I really wasn’t sure how wide the legs were going to be until I started cutting out the pattern. I wonder quite often if I needed to hem more than what was stated so they wouldn’t become ratty after several wears from walking but the amount given to hem really surprised me. This fabric was fairly easy to match up pattern wise. Not very many pieces to cut out and sew. I love the side zipper being invisible. I added a hook and eye just to be on the safe side.
I was pretty happy with the finished product. I 100% recommend using this pattern to achieve the wide-leg look or if you’re simply learning how to sew. It will definitely suffice. I also love the Boho Chic look it gave the fabric I was working with. The inseam does tend to ride high just a bit but nothing that wasn’t easily worked out with adjustments to the seam allowances. I was pretty sad when we ended up not being able to go to the Easter function due to my boyfriend traveling back for work. However I do love to wear them with a white, cotton tee or even a softer fabric like crepe or silk. It will be a versatile piece as time goes on.
Stay tuned… for my first PDF pattern I have used ever!
First off, I want to state that it was an ABSOLUTE pleasure working with Maddy on her cosplay. I am very familiar with Fallout 4 but also the many different designs of the actual Vault 101 uniform that is out on the market. My goal essentially was to give Maddy something that was her own (of course being authentic to the nature of the uniform as much as possible) but also something that did not look cheap or bought from your every day Halloween store.
So now I am sure you’re wonder how you can do it too, right? Well, let me tell you below:
I decided to go with View A of Simplicity pattern #8722. It is essentially made for velcro enclosure and not a zipper. HOWEVER…it was NOT an issue to do a zipper versus velcro. I didn’t add the knee pad pockets because Maddy is short to average height and didn’t want her to be bogged down with too many accessories in case we went for a more feminine approach and less masculine shaping as shown on the front of the pattern. If you are going for a more feminine outline of your body versus masculine, I suggest doing about 1-2 sizes bigger based on waist and hips so you can tailor it in to the shape that you want. I believe it took us about 30 minutes after everything was completely sewn for me to pin it around Maddy to find her desired shape.
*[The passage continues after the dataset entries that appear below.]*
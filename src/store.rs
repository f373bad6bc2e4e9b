use std::fs;
use std::io::{self, Write};
use std::path::{Path, PathBuf};

use tempfile::NamedTempFile;

use crate::models::DocumentId;

/// Check-then-fetch cache of raw article markup, keyed by document ID.
pub trait DocumentCache: Send + Sync {
    fn load(&self, id: &DocumentId) -> io::Result<Option<String>>;
    fn store(&self, id: &DocumentId, html: &str) -> io::Result<()>;
}

/// Cache laid out as `<dir>/<ID>.html`.
pub struct FsDocumentStore {
    dir: PathBuf,
}

impl FsDocumentStore {
    pub fn open(dir: impl Into<PathBuf>) -> io::Result<Self> {
        let dir = dir.into();
        fs::create_dir_all(&dir)?;
        Ok(Self { dir })
    }

    pub fn path_for(&self, id: &DocumentId) -> PathBuf {
        self.dir.join(format!("{}.html", id))
    }
}

impl DocumentCache for FsDocumentStore {
    fn load(&self, id: &DocumentId) -> io::Result<Option<String>> {
        match fs::read(self.path_for(id)) {
            Ok(bytes) => Ok(Some(String::from_utf8_lossy(&bytes).into_owned())),
            Err(e) if e.kind() == io::ErrorKind::NotFound => Ok(None),
            Err(e) => Err(e),
        }
    }

    fn store(&self, id: &DocumentId, html: &str) -> io::Result<()> {
        write_atomic(&self.path_for(id), html.as_bytes())
    }
}

/// Write to a sibling temp file, then rename over `path`.
pub fn write_atomic(path: &Path, bytes: &[u8]) -> io::Result<()> {
    let dir = path.parent().unwrap_or_else(|| Path::new("."));
    let mut tmp = NamedTempFile::new_in(dir)?;
    tmp.write_all(bytes)?;
    tmp.flush()?;
    tmp.persist(path).map_err(|e| e.error)?;
    Ok(())
}

#[cfg(test)]
mod tests {
    use super::*;

    fn id(s: &str) -> DocumentId {
        DocumentId::parse(s).unwrap()
    }

    #[test]
    fn miss_then_hit() {
        let dir = tempfile::tempdir().unwrap();
        let store = FsDocumentStore::open(dir.path().join("raw")).unwrap();
        assert!(store.load(&id("PMC1")).unwrap().is_none());

        store.store(&id("PMC1"), "<html>one</html>").unwrap();
        assert_eq!(store.load(&id("PMC1")).unwrap().as_deref(), Some("<html>one</html>"));
        assert!(store.path_for(&id("PMC1")).ends_with("raw/PMC1.html"));
    }

    #[test]
    fn store_replaces_wholesale() {
        let dir = tempfile::tempdir().unwrap();
        let store = FsDocumentStore::open(dir.path()).unwrap();
        store.store(&id("PMC2"), "first version, longer").unwrap();
        store.store(&id("PMC2"), "second").unwrap();
        assert_eq!(store.load(&id("PMC2")).unwrap().as_deref(), Some("second"));
        // no temp files left behind
        let entries = fs::read_dir(dir.path()).unwrap().count();
        assert_eq!(entries, 1);
    }
}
Now for the trimming I used two different sized Wright’s Bias Trim in the color mustard.
Unfolding the double fold once then pressing with a hot iron was the way for me to go one getting the desire hip line and desired attention to break up the blue and define Maddy’s waist. At first when I was using the smaller trim around the neck and down the front unfolded the same, it became overwhelmingly yellow and less representative of the uniform. We decided to keep only the collar thin and then unfold from bust down to hips. Any trim would probably work but for the purpose of this how-to blog I wanted to offer lower priced options for those wanting to make this costume themselves.
Ironically, the costume looked Navy with my iPhone camera while tracking progress. LOL this is why you should always invest in a professional camera folks! Lesson Learned! As for the fabric, I ordered a Royal, Poly/Cotton Twill from Fabric.com for fairly reasonable price. When working in cosplay you need to be able to breathe, you need to be able to wick sweat away due to hot lights (especially if you’re performing) so it was important to find a fabric that looked like a denim/canvas type without necessarily having the weight or feel of wearing denim/canvas.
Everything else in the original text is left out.